Even Paris, long the bastion of chic
urban centralization, has experienced an outward movement, particularly in
high-tech and in some business services. Throughout the last decades of the
20th century, middle-class families, and, increasingly, jobs, headed out of
the core city for the grand couronne far outside the capital, skipping
over the poorer, heavily immigrant suburbs closer to the center.
Further European declustering may be
in the offing, with improved telecommunications, lower cost of living and less
regulated markets strengthening the hand of other locations. For example,
Leeds' financial industry has been growing far above the U.K. national average—up
nearly 40% over the past decade—and seems positioned for further expansion.
Recent developments on the Continent,
particularly the entrance of eastern European countries into the EU, could
spur even more deconcentration. Greater investment in places like Hungary, the
Czech Republic and Slovakia by American, Japanese as well as European
multinationals suggests a potential shift away from the traditional
"global cities."
Even in highly centralized Japan,
software, call centers and other technology-centered activities have begun to
move away from the great centers of Osaka and Tokyo, both of which have been
losing population over the past decade. In the same way, Hong Kong has
hemorrhaged both high-tech manufacturing and engineering positions to
surrounding, less densely populated parts of mainland China.
Perhaps most critical to the future
of world cities are emerging trends in the developing world.

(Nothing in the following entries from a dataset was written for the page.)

use std::sync::Arc;

use serde::Serialize;
use time::OffsetDateTime;
use uuid::Uuid;

use crate::config::SessionConfig;
use crate::error::SessionError;
use crate::store::{Identity, IdentityStore};
use crate::token::{self, AccessClaims, RefreshClaims, TokenKind};

#[derive(Debug, Clone, Serialize)]
#[serde(rename_all = "camelCase")]
pub struct TokenPair {
    pub access_token: String,
    pub refresh_token: String,
}

/// Issues, verifies, rotates and revokes session tokens.
pub struct SessionService {
    config: SessionConfig,
    store: Arc<dyn IdentityStore>,
}

impl SessionService {
    pub fn new(config: SessionConfig, store: Arc<dyn IdentityStore>) -> Self {
        Self { config, store }
    }

    pub fn config(&self) -> &SessionConfig {
        &self.config
    }

    /// Mints a new token pair for `id` and registers the refresh token,
    /// replacing whatever session the identity had before.
    pub async fn issue(&self, id: Uuid) -> Result<TokenPair, SessionError> {
        let identity = self
            .store
            .find_identity(id)
            .await?
            .ok_or_else(|| SessionError::Internal(format!("identity {id} not found")))?;

        let pair = self.mint(&identity)?;
        if !self.store.store_refresh_token(id, &pair.refresh_token).await? {
            return Err(SessionError::Internal(format!(
                "identity {id} disappeared while storing refresh token"
            )));
        }

        tracing::debug!(user_id = %id, "issued session tokens");
        Ok(pair)
    }

    /// Resolves the identity behind an access token.
    pub async fn verify(&self, token: Option<&str>) -> Result<Identity, SessionError> {
        let token = token
            .filter(|t| !t.is_empty())
            .ok_or(SessionError::Unauthorized)?;

        let claims: AccessClaims = token::decode(token, &self.config.access_secret).map_err(|err| {
            tracing::debug!(%err, "access token rejected");
            SessionError::Unauthorized
        })?;
        if claims.typ != TokenKind::Access {
            return Err(SessionError::Unauthorized);
        }

        self.store
            .find_identity(claims.sub)
            .await?
            .ok_or(SessionError::Unauthorized)
    }

    /// Exchanges the current refresh token for a fresh pair. The presented
    /// token stops being valid once this returns `Ok`.
    pub async fn rotate(&self, token: Option<&str>) -> Result<TokenPair, SessionError> {
        let presented = token
            .filter(|t| !t.is_empty())
            .ok_or(SessionError::Unauthorized)?;

        let claims: RefreshClaims =
            token::decode(presented, &self.config.refresh_secret).map_err(|err| {
                tracing::debug!(%err, "refresh token rejected");
                SessionError::Unauthorized
            })?;
        if claims.typ != TokenKind::Refresh {
            return Err(SessionError::Unauthorized);
        }

        let record = self
            .store
            .find_session(claims.sub)
            .await?
            .ok_or(SessionError::Unauthorized)?;

        if record.refresh_token.as_deref() != Some(presented) {
            tracing::warn!(user_id = %claims.sub, "stale or revoked refresh token presented");
            return Err(SessionError::Unauthorized);
        }

        let pair = self.mint(&record.identity)?;
        let swapped = self
            .store
            .swap_refresh_token(claims.sub, presented, &pair.refresh_token)
            .await?;
        if !swapped {
            tracing::warn!(user_id = %claims.sub, "refresh token rotated concurrently");
            return Err(SessionError::Unauthorized);
        }

        tracing::debug!(user_id = %claims.sub, "rotated session tokens");
        Ok(pair)
    }

    /// Ends the session of `id`; its refresh token can no longer rotate.
    pub async fn revoke(&self, id: Uuid) -> Result<(), SessionError> {
        self.store.clear_refresh_token(id).await?;
        tracing::debug!(user_id = %id, "revoked session");
        Ok(())
    }

    fn mint(&self, identity: &Identity) -> Result<TokenPair, SessionError> {
        let now = OffsetDateTime::now_utc();
        let iat = now.unix_timestamp();
        let expiry = |ttl: time::Duration| {
            now.checked_add(ttl)
                .map(OffsetDateTime::unix_timestamp)
                .ok_or_else(|| SessionError::Internal(format!("token lifetime {ttl} out of range")))
        };

        let access = AccessClaims {
            sub: identity.id,
            username: identity.username.clone(),
            email: identity.email.clone(),
            full_name: identity.full_name.clone(),
            typ: TokenKind::Access,
            iat,
            exp: expiry(self.config.access_ttl)?,
        };
        let refresh = RefreshClaims {
            sub: identity.id,
            typ: TokenKind::Refresh,
            jti: Uuid::new_v4().to_string(),
            iat,
            exp: expiry(self.config.refresh_ttl)?,
        };

        let access_token = token::sign(&access, &self.config.access_secret)
            .map_err(|e| SessionError::Internal(format!("sign access token: {e}")))?;
        let refresh_token = token::sign(&refresh, &self.config.refresh_secret)
            .map_err(|e| SessionError::Internal(format!("sign refresh token: {e}")))?;

        Ok(TokenPair {
            access_token,
            refresh_token,
        })
    }
}

#[cfg(test)]
mod tests {
    use super::*;
    use crate::memory::MemoryStore;
    use crate::store::{SessionRecord, StoreError};
    use async_trait::async_trait;
    use time::Duration;

    fn identity(name: &str) -> Identity {
        Identity {
            id: Uuid::new_v4(),
            username: name.to_string(),
            email: format!("{name}@example.com"),
            full_name: format!("{name} tester"),
        }
    }

    fn config() -> SessionConfig {
        SessionConfig::new("access-test-secret", "refresh-test-secret")
    }

    fn service_with(config: SessionConfig) -> (SessionService, Arc<MemoryStore>, Identity) {
        let store = Arc::new(MemoryStore::new());
        let who = identity("ada");
        store.insert(who.clone());
        (SessionService::new(config, store.clone()), store, who)
    }

    fn service() -> (SessionService, Arc<MemoryStore>, Identity) {
        service_with(config())
    }

    #[tokio::test]
    async fn issued_access_token_verifies_to_same_identity() {
        let (svc, _, who) = service();
        let pair = svc.issue(who.id).await.unwrap();
        let got = svc.verify(Some(&pair.access_token)).await.unwrap();
        assert_eq!(got, who);
    }

    #[tokio::test]
    async fn issue_registers_refresh_token() {
        let (svc, store, who) = service();
        let pair = svc.issue(who.id).await.unwrap();
        assert_eq!(store.refresh_token_of(who.id), Some(pair.refresh_token));
    }

    #[tokio::test]
    async fn issue_for_unknown_identity_is_internal() {
        let (svc, _, _) = service();
        let err = svc.issue(Uuid::new_v4()).await.unwrap_err();
        assert!(matches!(err, SessionError::Internal(_)));
    }

    #[tokio::test]
    async fn second_login_invalidates_first_session() {
        let (svc, _, who) = service();
        let first = svc.issue(who.id).await.unwrap();
        let _second = svc.issue(who.id).await.unwrap();
        let err = svc.rotate(Some(&first.refresh_token)).await.unwrap_err();
        assert!(matches!(err, SessionError::Unauthorized));
    }

    #[tokio::test]
    async fn verify_without_token_is_unauthorized() {
        let (svc, _, _) = service();
        assert!(matches!(svc.verify(None).await, Err(SessionError::Unauthorized)));
        assert!(matches!(svc.verify(Some("")).await, Err(SessionError::Unauthorized)));
    }

    #[tokio::test]
    async fn verify_rejects_malformed_token() {
        let (svc, _, _) = service();
        let err = svc.verify(Some("definitely-not-a-jwt")).await.unwrap_err();
        assert!(matches!(err, SessionError::Unauthorized));
    }

    #[tokio::test]
    async fn expired_access_token_is_unauthorized() {
        let (svc, _, who) = service_with(config().with_access_ttl(Duration::seconds(-120)));
        let pair = svc.issue(who.id).await.unwrap();
        let err = svc.verify(Some(&pair.access_token)).await.unwrap_err();
        assert!(matches!(err, SessionError::Unauthorized));
    }

    #[tokio::test]
    async fn refresh_token_is_not_an_access_token() {
        let (svc, _, who) = service();
        let pair = svc.issue(who.id).await.unwrap();
        let err = svc.verify(Some(&pair.refresh_token)).await.unwrap_err();
        assert!(matches!(err, SessionError::Unauthorized));
    }

    #[tokio::test]
    async fn access_token_cannot_rotate() {
        let (svc, _, who) = service();
        let pair = svc.issue(who.id).await.unwrap();
        let err = svc.rotate(Some(&pair.access_token)).await.unwrap_err();
        assert!(matches!(err, SessionError::Unauthorized));
    }

    #[tokio::test]
    async fn deleted_identity_is_unauthorized() {
        let (svc, store, who) = service();
        let pair = svc.issue(who.id).await.unwrap();
        store.remove(who.id);
        assert!(matches!(
            svc.verify(Some(&pair.access_token)).await,
            Err(SessionError::Unauthorized)
        ));
        assert!(matches!(
            svc.rotate(Some(&pair.refresh_token)).await,
            Err(SessionError::Unauthorized)
        ));
    }

    #[tokio::test]
    async fn rotation_scenario_rejects_replay() {
        let (svc, store, who) = service();
        let first = svc.issue(who.id).await.unwrap();

        let second = svc.rotate(Some(&first.refresh_token)).await.unwrap();
        assert_ne!(second.refresh_token, first.refresh_token);
        assert_eq!(store.refresh_token_of(who.id), Some(second.refresh_token.clone()));
        assert_eq!(svc.verify(Some(&second.access_token)).await.unwrap(), who);

        let err = svc.rotate(Some(&first.refresh_token)).await.unwrap_err();
        assert!(matches!(err, SessionError::Unauthorized));

        // The replay attempt does not disturb the live session.
        assert!(svc.rotate(Some(&second.refresh_token)).await.is_ok());
    }

    #[tokio::test]
    async fn logout_revokes_refresh_token() {
        let (svc, store, who) = service();
        let pair = svc.issue(who.id).await.unwrap();
        svc.revoke(who.id).await.unwrap();
        assert_eq!(store.refresh_token_of(who.id), None);

        let err = svc.rotate(Some(&pair.refresh_token)).await.unwrap_err();
        assert!(matches!(err, SessionError::Unauthorized));
    }

    #[tokio::test]
    async fn expired_refresh_token_cannot_rotate() {
        let (svc, _, who) = service_with(config().with_refresh_ttl(Duration::seconds(-120)));
        let pair = svc.issue(who.id).await.unwrap();
        let err = svc.rotate(Some(&pair.refresh_token)).await.unwrap_err();
        assert!(matches!(err, SessionError::Unauthorized));
    }

    #[tokio::test]
    async fn refresh_token_signed_with_wrong_secret_is_rejected() {
        let (svc, store, who) = service();
        let (other, _, _) = service_with(SessionConfig::new("x", "y"));
        let forged = other.mint(&who).unwrap();
        // Even registered, a token under another secret must not verify.
        store.store_refresh_token(who.id, &forged.refresh_token).await.unwrap();
        let err = svc.rotate(Some(&forged.refresh_token)).await.unwrap_err();
        assert!(matches!(err, SessionError::Unauthorized));
    }

    #[tokio::test(flavor = "multi_thread", worker_threads = 4)]
    async fn concurrent_rotation_has_single_winner() {
        let (svc, _, who) = service();
        let svc = Arc::new(svc);
        let pair = svc.issue(who.id).await.unwrap();

        let mut handles = Vec::new();
        for _ in 0..8 {
            let svc = svc.clone();
            let token = pair.refresh_token.clone();
            handles.push(tokio::spawn(async move { svc.rotate(Some(&token)).await }));
        }

        let mut winners = 0;
        for handle in handles {
            match handle.await.unwrap() {
                Ok(_) => winners += 1,
                Err(SessionError::Unauthorized) => {}
                Err(other) => panic!("unexpected error: {other}"),
            }
        }
        assert_eq!(winners, 1);
    }

    #[tokio::test]
    async fn unrepresentable_lifetime_is_internal_not_a_panic() {
        let (svc, store, who) = service_with(config().with_refresh_ttl(Duration::MAX));
        let err = svc.issue(who.id).await.unwrap_err();
        assert!(matches!(err, SessionError::Internal(_)));
        assert_eq!(store.refresh_token_of(who.id), None);
    }

    #[tokio::test]
    async fn longest_configured_lifetime_still_issues() {
        let config = SessionConfig::from_lookup(|key| {
            (key == "REFRESH_TOKEN_EXPIRY_SECS").then(|| i64::MAX.to_string())
        });
        let (svc, _, who) = service_with(config);
        let pair = svc.issue(who.id).await.unwrap();
        assert!(svc.rotate(Some(&pair.refresh_token)).await.is_ok());
    }

    struct BrokenStore;

    #[async_trait]
    impl IdentityStore for BrokenStore {
        async fn find_identity(&self, _: Uuid) -> Result<Option<Identity>, StoreError> {
            Err(StoreError::new("connection reset"))
        }
        async fn find_session(&self, _: Uuid) -> Result<Option<SessionRecord>, StoreError> {
            Err(StoreError::new("connection reset"))
        }
        async fn store_refresh_token(&self, _: Uuid, _: &str) -> Result<bool, StoreError> {
            Err(StoreError::new("connection reset"))
        }
        async fn swap_refresh_token(&self, _: Uuid, _: &str, _: &str) -> Result<bool, StoreError> {
            Err(StoreError::new("connection reset"))
        }
        async fn clear_refresh_token(&self, _: Uuid) -> Result<(), StoreError> {
            Err(StoreError::new("connection reset"))
        }
    }

    #[tokio::test]
    async fn store_failures_surface_as_internal() {
        let svc = SessionService::new(config(), Arc::new(BrokenStore));
        assert!(matches!(
            svc.issue(Uuid::new_v4()).await,
            Err(SessionError::Internal(_))
        ));
        assert!(matches!(
            svc.revoke(Uuid::new_v4()).await,
            Err(SessionError::Internal(_))
        ));
    }
}
use std::collections::{HashMap, HashSet};

use axum::{
    Extension, Json, Router,
    extract::{Path, Query, State, rejection::{JsonRejection, QueryRejection}},
    routing::{get, patch, post},
};
use sea_orm::prelude::DateTimeWithTimeZone;
use sea_orm::{
    ActiveModelTrait, ColumnTrait, DatabaseConnection, DbErr, EntityTrait, PaginatorTrait,
    QueryFilter, QueryOrder, Set,
};
use serde::{Deserialize, Serialize};
use uuid::Uuid;
use vidtube_db::entities::{subscriptions, users, videos, watch_history};

use crate::auth;
use crate::error::ApiError;
use crate::pagination::{PageQuery, Paged};
use crate::password::{MIN_PASSWORD_LEN, hash_password, verify_password};
use crate::response::{ApiResponse, ApiResult};
use crate::security::AuthUser;
use crate::state::AppState;
use crate::validate::Required;
use crate::videos::{VideoView, visible_condition};

/// Public projection of a user row.
#[derive(Debug, Clone, Serialize)]
#[serde(rename_all = "camelCase")]
pub struct UserView {
    pub id: Uuid,
    pub username: String,
    pub email: String,
    pub full_name: String,
    pub avatar: String,
    pub cover_image: Option<String>,
    pub created_at: DateTimeWithTimeZone,
    pub updated_at: DateTimeWithTimeZone,
}

impl From<users::Model> for UserView {
    fn from(u: users::Model) -> Self {
        Self {
            id: u.id,
            username: u.username,
            email: u.email,
            full_name: u.full_name,
            avatar: u.avatar,
            cover_image: u.cover_image,
            created_at: u.created_at,
            updated_at: u.updated_at,
        }
    }
}

/// Compact author card embedded in videos, comments, tweets.
#[derive(Debug, Clone, Serialize)]
#[serde(rename_all = "camelCase")]
pub struct OwnerView {
    pub id: Uuid,
    pub username: String,
    pub full_name: String,
    pub avatar: String,
}

impl From<users::Model> for OwnerView {
    fn from(u: users::Model) -> Self {
        Self {
            id: u.id,
            username: u.username,
            full_name: u.full_name,
            avatar: u.avatar,
        }
    }
}

pub(crate) async fn load_owners(
    db: &DatabaseConnection,
    ids: impl IntoIterator<Item = Uuid>,
) -> Result<HashMap<Uuid, OwnerView>, DbErr> {
    let ids: Vec<Uuid> = ids.into_iter().collect::<HashSet<_>>().into_iter().collect();
    if ids.is_empty() {
        return Ok(HashMap::new());
    }
    let rows = users::Entity::find()
        .filter(users::Column::Id.is_in(ids))
        .all(db)
        .await?;
    Ok(rows.into_iter().map(|u| (u.id, OwnerView::from(u))).collect())
}

async fn load_me(state: &AppState, me: &AuthUser) -> Result<users::Model, ApiError> {
    users::Entity::find_by_id(me.id())
        .one(&*state.db)
        .await?
        .ok_or_else(|| ApiError::not_found("User not found"))
}

pub fn router() -> Router<AppState> {
    Router::new()
        .route("/logout", post(auth::logout))
        .route("/change-password", post(change_password))
        .route("/current-user", get(current_user).post(current_user))
        .route("/update-account", patch(update_account))
        .route("/avatar", patch(update_avatar))
        .route("/cover-image", patch(update_cover_image))
        .route("/coverImage", patch(update_cover_image))
        .route("/c/:username", get(channel_profile))
        .route("/history", get(history))
}

pub fn public_router() -> Router<AppState> {
    Router::new()
        .route("/register", post(auth::register))
        .route("/login", post(auth::login))
        .route("/refresh-token", post(auth::refresh_token))
}

#[derive(Debug, Default, Deserialize)]
#[serde(rename_all = "camelCase", default)]
pub struct ChangePasswordRequest {
    pub old_password: Option<String>,
    pub new_password: Option<String>,
}

pub async fn change_password(
    State(state): State<AppState>,
    Extension(me): Extension<AuthUser>,
    payload: Result<Json<ChangePasswordRequest>, JsonRejection>,
) -> ApiResult<()> {
    let Json(input) = payload?;
    let mut required = Required::new();
    let old_password = required.take("oldPassword", input.old_password);
    let new_password = required.take("newPassword", input.new_password);
    required.finish()?;

    if new_password.chars().count() < MIN_PASSWORD_LEN {
        return Err(ApiError::bad_request(format!(
            "Password must be at least {MIN_PASSWORD_LEN} characters"
        )));
    }

    let user = load_me(&state, &me).await?;
    if !verify_password(&user.password_hash, &old_password) {
        return Err(ApiError::bad_request("Invalid old password"));
    }

    let mut active: users::ActiveModel = user.into();
    active.password_hash = Set(hash_password(&new_password)?);
    active.updated_at = Set(chrono::Utc::now().into());
    active.update(&*state.db).await?;

    tracing::info!(user_id = %me.id(), "password changed");
    Ok(ApiResponse::ok((), "Password changed successfully"))
}

pub async fn current_user(
    State(state): State<AppState>,
    Extension(me): Extension<AuthUser>,
) -> ApiResult<UserView> {
    let user = load_me(&state, &me).await?;
    Ok(ApiResponse::ok(user.into(), "Current user fetched successfully"))
}

#[derive(Debug, Default, Deserialize)]
#[serde(rename_all = "camelCase", default)]
pub struct UpdateAccountRequest {
    pub full_name: Option<String>,
    pub email: Option<String>,
}

pub async fn update_account(
    State(state): State<AppState>,
    Extension(me): Extension<AuthUser>,
    payload: Result<Json<UpdateAccountRequest>, JsonRejection>,
) -> ApiResult<UserView> {
    let Json(input) = payload?;
    let mut required = Required::new();
    let full_name = required.take("fullName", input.full_name).trim().to_string();
    let email = required.take("email", input.email).trim().to_lowercase();
    required.finish()?;

    let db = &*state.db;
    let taken = users::Entity::find()
        .filter(users::Column::Email.eq(email.clone()))
        .filter(users::Column::Id.ne(me.id()))
        .one(db)
        .await?;
    if taken.is_some() {
        return Err(ApiError::conflict("Email is already in use"));
    }

    let mut active: users::ActiveModel = load_me(&state, &me).await?.into();
    active.full_name = Set(full_name);
    active.email = Set(email);
    active.updated_at = Set(chrono::Utc::now().into());
    let user = active.update(db).await?;

    Ok(ApiResponse::ok(user.into(), "Account details updated successfully"))
}

#[derive(Debug, Default, Deserialize)]
#[serde(default)]
pub struct ImageRequest {
    pub url: Option<String>,
}

async fn set_image(
    state: &AppState,
    me: &AuthUser,
    payload: Result<Json<ImageRequest>, JsonRejection>,
    apply: impl FnOnce(&mut users::ActiveModel, String),
) -> Result<users::Model, ApiError> {
    let Json(input) = payload?;
    let mut required = Required::new();
    let url = required.take("url", input.url).trim().to_string();
    required.finish()?;

    let mut active: users::ActiveModel = load_me(state, me).await?.into();
    apply(&mut active, url);
    active.updated_at = Set(chrono::Utc::now().into());
    Ok(active.update(&*state.db).await?)
}

pub async fn update_avatar(
    State(state): State<AppState>,
    Extension(me): Extension<AuthUser>,
    payload: Result<Json<ImageRequest>, JsonRejection>,
) -> ApiResult<UserView> {
    let user = set_image(&state, &me, payload, |u, url| u.avatar = Set(url)).await?;
    Ok(ApiResponse::ok(user.into(), "Avatar updated successfully"))
}

pub async fn update_cover_image(
    State(state): State<AppState>,
    Extension(me): Extension<AuthUser>,
    payload: Result<Json<ImageRequest>, JsonRejection>,
) -> ApiResult<UserView> {
    let user = set_image(&state, &me, payload, |u, url| u.cover_image = Set(Some(url))).await?;
    Ok(ApiResponse::ok(user.into(), "Cover image updated successfully"))
}

#[derive(Debug, Serialize)]
#[serde(rename_all = "camelCase")]
pub struct ChannelProfile {
    pub id: Uuid,
    pub username: String,
    pub full_name: String,
    pub avatar: String,
    pub cover_image: Option<String>,
    pub created_at: DateTimeWithTimeZone,
    pub subscribers_count: u64,
    pub channels_subscribed_to_count: u64,
    pub is_subscribed: bool,
}

pub async fn channel_profile(
    State(state): State<AppState>,
    Extension(me): Extension<AuthUser>,
    Path(username): Path<String>,
) -> ApiResult<ChannelProfile> {
    let username = username.trim().to_lowercase();
    if username.is_empty() {
        return Err(ApiError::bad_request("Username is missing"));
    }

    let db = &*state.db;
    let channel = users::Entity::find()
        .filter(users::Column::Username.eq(username))
        .one(db)
        .await?
        .ok_or_else(|| ApiError::not_found("Channel does not exist"))?;

    let subscribers_count = subscriptions::Entity::find()
        .filter(subscriptions::Column::ChannelId.eq(channel.id))
        .count(db)
        .await?;
    let channels_subscribed_to_count = subscriptions::Entity::find()
        .filter(subscriptions::Column::SubscriberId.eq(channel.id))
        .count(db)
        .await?;
    let is_subscribed = subscriptions::Entity::find()
        .filter(subscriptions::Column::ChannelId.eq(channel.id))
        .filter(subscriptions::Column::SubscriberId.eq(me.id()))
        .count(db)
        .await?
        > 0;

    Ok(ApiResponse::ok(
        ChannelProfile {
            id: channel.id,
            username: channel.username,
            full_name: channel.full_name,
            avatar: channel.avatar,
            cover_image: channel.cover_image,
            created_at: channel.created_at,
            subscribers_count,
            channels_subscribed_to_count,
            is_subscribed,
        },
        "User channel fetched successfully",
    ))
}

#[derive(Debug, Serialize)]
#[serde(rename_all = "camelCase")]
pub struct HistoryEntry {
    pub watched_at: DateTimeWithTimeZone,
    pub video: VideoView,
}

pub async fn history(
    State(state): State<AppState>,
    Extension(me): Extension<AuthUser>,
    query: Result<Query<PageQuery>, QueryRejection>,
) -> ApiResult<Paged<HistoryEntry>> {
    let Query(query) = query?;
    let page = query.resolve(20);
    let db = &*state.db;

    let paginator = watch_history::Entity::find()
        .filter(watch_history::Column::UserId.eq(me.id()))
        .order_by_desc(watch_history::Column::WatchedAt)
        .find_also_related(videos::Entity)
        .filter(visible_condition(me.id()))
        .paginate(db, page.limit);
    let total = paginator.num_items().await?;
    let rows = paginator.fetch_page(page.index()).await?;

    let owners = load_owners(db, rows.iter().filter_map(|(_, v)| v.as_ref().map(|v| v.owner_id))).await?;
    let items = rows
        .into_iter()
        .filter_map(|(entry, video)| {
            let video = video?;
            let owner = owners.get(&video.owner_id).cloned();
            Some(HistoryEntry {
                watched_at: entry.watched_at,
                video: VideoView::from_model(video, owner),
            })
        })
        .collect();

    Ok(ApiResponse::ok(
        Paged::new(items, total, page),
        "Watch history fetched successfully",
    ))
}
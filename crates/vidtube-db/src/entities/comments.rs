use sea_orm::entity::prelude::*;

#[derive(Clone, Debug, PartialEq, DeriveEntityModel)]
#[sea_orm(table_name = "comments")]
pub struct Model {
    #[sea_orm(primary_key, auto_increment = false)]
    pub id: Uuid,
    pub video_id: Uuid,
    pub owner_id: Uuid,
    pub content: String,
    pub created_at: DateTimeWithTimeZone,
    pub updated_at: DateTimeWithTimeZone,
}

#[derive(Copy, Clone, Debug, EnumIter, DeriveRelation)]
pub enum Relation {
    #[sea_orm(
        belongs_to = "super::videos::Entity",
        from = "Column::VideoId",
        to = "super::videos::Column::Id"
    )]
    Video,
}

impl Related<super::videos::Entity> for Entity {
    fn to() -> RelationDef {
        Relation::Video.def()
    }
}

impl ActiveModelBehavior for ActiveModel {}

In the past size
almost always dictated which cities would become the dominant business
capital.
But today the very girth of the most
populous megacities—Mexico City, Cairo, Lagos, Kolkata, São Paulo—increasingly
appear more as a burden than an advantage. In India, for example, much of the
technology-related growth has gone to smaller, better-managed and less
socially beleaguered settlements, such as Bangalore and Jaipur, or to the
rising suburban developments ringing Mumbai and New Delhi.
In east Asia, the critical nursery of
21st-century urbanism, relatively small-scale cities like Singapore and, to a
lesser extent, Kuala Lumpur, have integrated themselves into the global
economy more successfully than far more populous Bangkok, Jakarta and Manila.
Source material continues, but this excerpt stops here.